◆ Prompt:
Where does "match" appear in the data? Return each line that holds it.

◆ Stored data entries:
***

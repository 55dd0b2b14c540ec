//! MinIO/S3-compatible storage client
//!
//! Stores document blobs in a private bucket and issues presigned GET URLs
//! for read access. Uses rust-s3 crate for lightweight S3 operations.

use async_trait::async_trait;
use s3::creds::Credentials;
use s3::{Bucket, BucketConfiguration, Region};
use tracing::{debug, info, warn};

use crate::core::config::MinIOConfig;
use crate::core::error::{AppError, Result};
use crate::modules::storage::BlobStore;

/// MinIO/S3-compatible storage client
pub struct MinIOClient {
    bucket: Box<Bucket>,
    region: Region,
    credentials: Credentials,
    endpoint: String,
    key_prefix: String,
}

impl MinIOClient {
    /// Create a new MinIO client from configuration
    pub fn new(config: MinIOConfig) -> Result<Self> {
        let credentials = Credentials::new(
            Some(&config.access_key),
            Some(&config.secret_key),
            None,
            None,
            None,
        )
        .map_err(|e| AppError::Internal(format!("Failed to create MinIO credentials: {}", e)))?;

        let region = Region::Custom {
            region: config.region.clone(),
            endpoint: config.endpoint.clone(),
        };

        let mut bucket = Bucket::new(&config.bucket, region.clone(), credentials.clone())
            .map_err(|e| AppError::Internal(format!("Failed to create MinIO bucket: {}", e)))?;

        // Use path-style URLs for MinIO (http://endpoint/bucket instead of http://bucket.endpoint)
        bucket.set_path_style();

        info!(
            "MinIO client initialized for endpoint: {}, bucket: {}, key_prefix: {}",
            config.endpoint,
            bucket.name(),
            config.key_prefix
        );

        Ok(Self {
            bucket,
            region,
            credentials,
            endpoint: config.endpoint,
            key_prefix: config.key_prefix,
        })
    }

    /// Ensure the bucket exists, create if not
    ///
    /// Documents are never served anonymously, so no bucket policy is set:
    /// every read goes through a presigned URL.
    pub async fn ensure_bucket_exists(&self) -> Result<()> {
        let name = self.bucket.name();

        match Bucket::create_with_path_style(
            &name,
            self.region.clone(),
            self.credentials.clone(),
            BucketConfiguration::private(),
        )
        .await
        {
            Ok(response) if response.success() => {
                info!("Bucket '{}' created successfully", name);
                Ok(())
            }
            // 409: BucketAlreadyOwnedByYou / BucketAlreadyExists
            Ok(response) if response.response_code == 409 => {
                debug!("Bucket '{}' already exists", name);
                Ok(())
            }
            Ok(response) => {
                warn!(
                    "Could not create bucket '{}': {} {}. Assuming it exists.",
                    name, response.response_code, response.response_text
                );
                Ok(())
            }
            Err(e) => {
                let error_str = e.to_string();
                if error_str.contains("BucketAlreadyOwnedByYou")
                    || error_str.contains("BucketAlreadyExists")
                {
                    debug!("Bucket '{}' already exists", name);
                    Ok(())
                } else {
                    Err(AppError::Storage(format!(
                        "Failed to create bucket '{}' at {}: {}",
                        name, self.endpoint, e
                    )))
                }
            }
        }
    }

    /// Full object key for a document path: `{key_prefix}/{path}`
    pub fn object_key(&self, path: &str) -> String {
        if self.key_prefix.is_empty() {
            path.to_string()
        } else {
            format!("{}/{}", self.key_prefix, path)
        }
    }

    /// Get the bucket name
    pub fn bucket_name(&self) -> String {
        self.bucket.name()
    }
}

fn is_success(status_code: u16) -> bool {
    (200..300).contains(&status_code)
}

#[async_trait]
impl BlobStore for MinIOClient {
    async fn write(&self, path: &str, data: Vec<u8>, content_type: &str) -> Result<()> {
        let key = self.object_key(path);
        let response = self
            .bucket
            .put_object_with_content_type(&key, &data, content_type)
            .await
            .map_err(|e| AppError::Storage(format!("Failed to upload '{}': {}", key, e)))?;

        if !is_success(response.status_code()) {
            return Err(AppError::Storage(format!(
                "Failed to upload '{}': status {}",
                key,
                response.status_code()
            )));
        }

        debug!(
            "Uploaded '{}' ({} bytes) to bucket '{}'",
            key,
            data.len(),
            self.bucket.name()
        );
        Ok(())
    }

    async fn delete(&self, path: &str) -> Result<()> {
        let key = self.object_key(path);
        let response = self
            .bucket
            .delete_object(&key)
            .await
            .map_err(|e| AppError::Storage(format!("Failed to delete '{}': {}", key, e)))?;

        // S3 answers 204 for deletes, including deletes of missing keys
        if !is_success(response.status_code()) && response.status_code() != 404 {
            return Err(AppError::Storage(format!(
                "Failed to delete '{}': status {}",
                key,
                response.status_code()
            )));
        }

        debug!("Deleted '{}' from bucket '{}'", key, self.bucket.name());
        Ok(())
    }

    async fn mint_signed_url(&self, path: &str, ttl_secs: u32) -> Result<String> {
        let key = self.object_key(path);
        self.bucket
            .presign_get(&key, ttl_secs, None)
            .await
            .map_err(|e| {
                AppError::Storage(format!(
                    "Failed to generate presigned URL for '{}': {}",
                    key, e
                ))
            })
    }

    async fn exists(&self, path: &str) -> Result<bool> {
        let key = self.object_key(path);
        match self.bucket.head_object(&key).await {
            Ok((_, 404)) => Ok(false),
            Ok((_, code)) if is_success(code) => Ok(true),
            Ok((_, code)) => Err(AppError::Storage(format!(
                "Failed to check if '{}' exists: status {}",
                key, code
            ))),
            Err(e) => {
                let error_str = e.to_string();
                if error_str.contains("404") || error_str.contains("NoSuchKey") {
                    Ok(false)
                } else {
                    Err(AppError::Storage(format!(
                        "Failed to check if '{}' exists: {}",
                        key, e
                    )))
                }
            }
        }
    }
}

***

◆ Your solution:
        match Bucket::create_with_path_style(
        match self.bucket.head_object(&key).await {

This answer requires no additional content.